5. Extrait de l'arrêt de la Ire Cour civile du 30 septembre 1999 dans la
cause Epoux M. contre l'Etat de Berne (recours en réforme) Regeste

    Haftung des Tierhalters (Art. 56 OR).

    Die Haftung einer öffentlichrechtlichen Körperschaft für Schaden,
der durch eigene, nicht zur Ausübung hoheitlicher Befugnisse dienende
Tiere verursacht wird, beurteilt sich nach Zivilrecht (E. 1a).

    Beurteilungskriterien für die vom Tierhalter aufzuwendende Sorgfalt
(E. 1b).

    Sorgfaltspflichten des Eigentümers einer offen weidenden Kuhherde,
die zwei von Hunden begleitete Spaziergänger angegriffen und verletzt
haben.

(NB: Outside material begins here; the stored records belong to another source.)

//! Canonical tool name constants and supersede categories.
//!
//! All tool-name string literals should reference these constants to avoid
//! scattered magic strings. Hosts disagree on naming (`read` vs `read_file`),
//! so [`ToolCategory::classify`] accepts both families.

use serde::{Deserialize, Serialize};

pub const READ: &str = "read";
pub const READ_FILE: &str = "read_file";
pub const WRITE: &str = "write";
pub const WRITE_FILE: &str = "write_file";
pub const EDIT: &str = "edit";
pub const EDIT_FILE: &str = "edit_file";
pub const MULTIEDIT: &str = "multiedit";
pub const PATCH: &str = "patch";
pub const GLOB: &str = "glob";
pub const FIND_FILES: &str = "find_files";
pub const GREP: &str = "grep";
pub const LIST: &str = "list";
pub const LIST_DIR: &str = "list_dir";
pub const BASH: &str = "bash";
pub const SHELL: &str = "shell";
pub const WEBFETCH: &str = "webfetch";
pub const FETCH: &str = "fetch";
pub const TODOWRITE: &str = "todowrite";
pub const TODOREAD: &str = "todoread";
pub const CONTEXT: &str = "context";
pub const PRUNE: &str = "prune";
pub const DISTILL: &str = "distill";
pub const TASK: &str = "task";

/// How a tool participates in supersede detection.
#[derive(Serialize, Deserialize, Clone, Copy, Debug, PartialEq, Eq, Hash)]
#[serde(rename_all = "snake_case")]
pub enum ToolCategory {
    /// Reads file content; indexed by path, may carry an offset/limit range.
    Read,
    /// Mutates a file; supersedes reads of the same path.
    Write,
    /// Lists paths by pattern; indexed by path.
    Glob,
    Grep,
    /// Fetches a URL; indexed by URL.
    Fetch,
    TodoWrite,
    TodoRead,
    /// Context-management calls issued by the agent itself.
    Context,
    /// Captures the whole state of something (browser, screen); only the
    /// latest is ever useful.
    Snapshot,
    /// Read-only shell or introspection command; indexed by signature.
    StateQuery,
    /// Any other shell command.
    Shell,
    Other,
}

impl ToolCategory {
    /// Classify a call by tool name. Shell tools are split into
    /// [`StateQuery`](Self::StateQuery) and [`Shell`](Self::Shell) by
    /// inspecting the command.
    pub fn classify(tool: &str, input: &serde_json::Value) -> Self {
        let lower = tool.to_ascii_lowercase();
        match lower.as_str() {
            READ | READ_FILE => ToolCategory::Read,
            WRITE | WRITE_FILE | EDIT | EDIT_FILE | MULTIEDIT | PATCH => ToolCategory::Write,
            GLOB | FIND_FILES => ToolCategory::Glob,
            GREP => ToolCategory::Grep,
            WEBFETCH | FETCH => ToolCategory::Fetch,
            TODOWRITE => ToolCategory::TodoWrite,
            TODOREAD => ToolCategory::TodoRead,
            CONTEXT | PRUNE | DISTILL => ToolCategory::Context,
            LIST | LIST_DIR => ToolCategory::StateQuery,
            BASH | SHELL => match super::params::extract_command(input) {
                Some(cmd) if super::params::is_read_only_command(&cmd) => ToolCategory::StateQuery,
                _ => ToolCategory::Shell,
            },
            name if name.contains("snapshot") || name.contains("screenshot") => {
                ToolCategory::Snapshot
            }
            _ => ToolCategory::Other,
        }
    }

    /// Whether calls in this category are keyed by a file path.
    pub fn is_path_indexed(self) -> bool {
        matches!(
            self,
            ToolCategory::Read | ToolCategory::Write | ToolCategory::Glob
        )
    }
}

impl std::fmt::Display for ToolCategory {
    fn fmt(&self, f: &mut std::fmt::Formatter<'_>) -> std::fmt::Result {
        let name = match self {
            ToolCategory::Read => "read",
            ToolCategory::Write => "write",
            ToolCategory::Glob => "glob",
            ToolCategory::Grep => "grep",
            ToolCategory::Fetch => "fetch",
            ToolCategory::TodoWrite => "todo_write",
            ToolCategory::TodoRead => "todo_read",
            ToolCategory::Context => "context",
            ToolCategory::Snapshot => "snapshot",
            ToolCategory::StateQuery => "state_query",
            ToolCategory::Shell => "shell",
            ToolCategory::Other => "other",
        };
        f.write_str(name)
    }
}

Der Befreiungsbeweis nach Art. 56 Abs. 1 in fine OR gelingt
insbesondere aufgrund der Ungewöhnlichkeit des Unfalles (E. 1c).

Sachverhalt

    A.- Le 17 juillet 1995, Les époux M. descendaient du Chasseral, avec
leurs deux chiens de race Samoyède tenus en laisse, par un sentier qui
n'est pas indiqué comme chemin pédestre. Ce sentier traverse un pâturage,
clôturé par un fil de fer barbelé, où se trouvaient, en stabulation
libre, 25 vaches allaitantes avec leurs veaux; ce bétail appartenait aux
Etablissements pénitentiaires de Witzwil, qui sont un service du canton
de Berne. Pour accéder au pâturage, il fallait passer une ouverture en
triangle et, pour en sortir, ouvrir un fil électrifié au moyen d'une
griffe isolante.

    Lorsque les époux M. ont pénétré dans le pâturage avec leurs chiens,
les vaches, qui étaient couchées à une centaine de mètres environ, ont
commencé à mugir et se sont rapidement rapprochées. Prenant peur, les époux
M. ont lâché leurs chiens. Au lieu de s'éloigner, ceux-ci se sont mis à
courir autour de leurs maîtres. Les vaches, très excitées, ont bousculé,
renversé et piétiné les époux M. Ceux-ci ont été gravement blessés.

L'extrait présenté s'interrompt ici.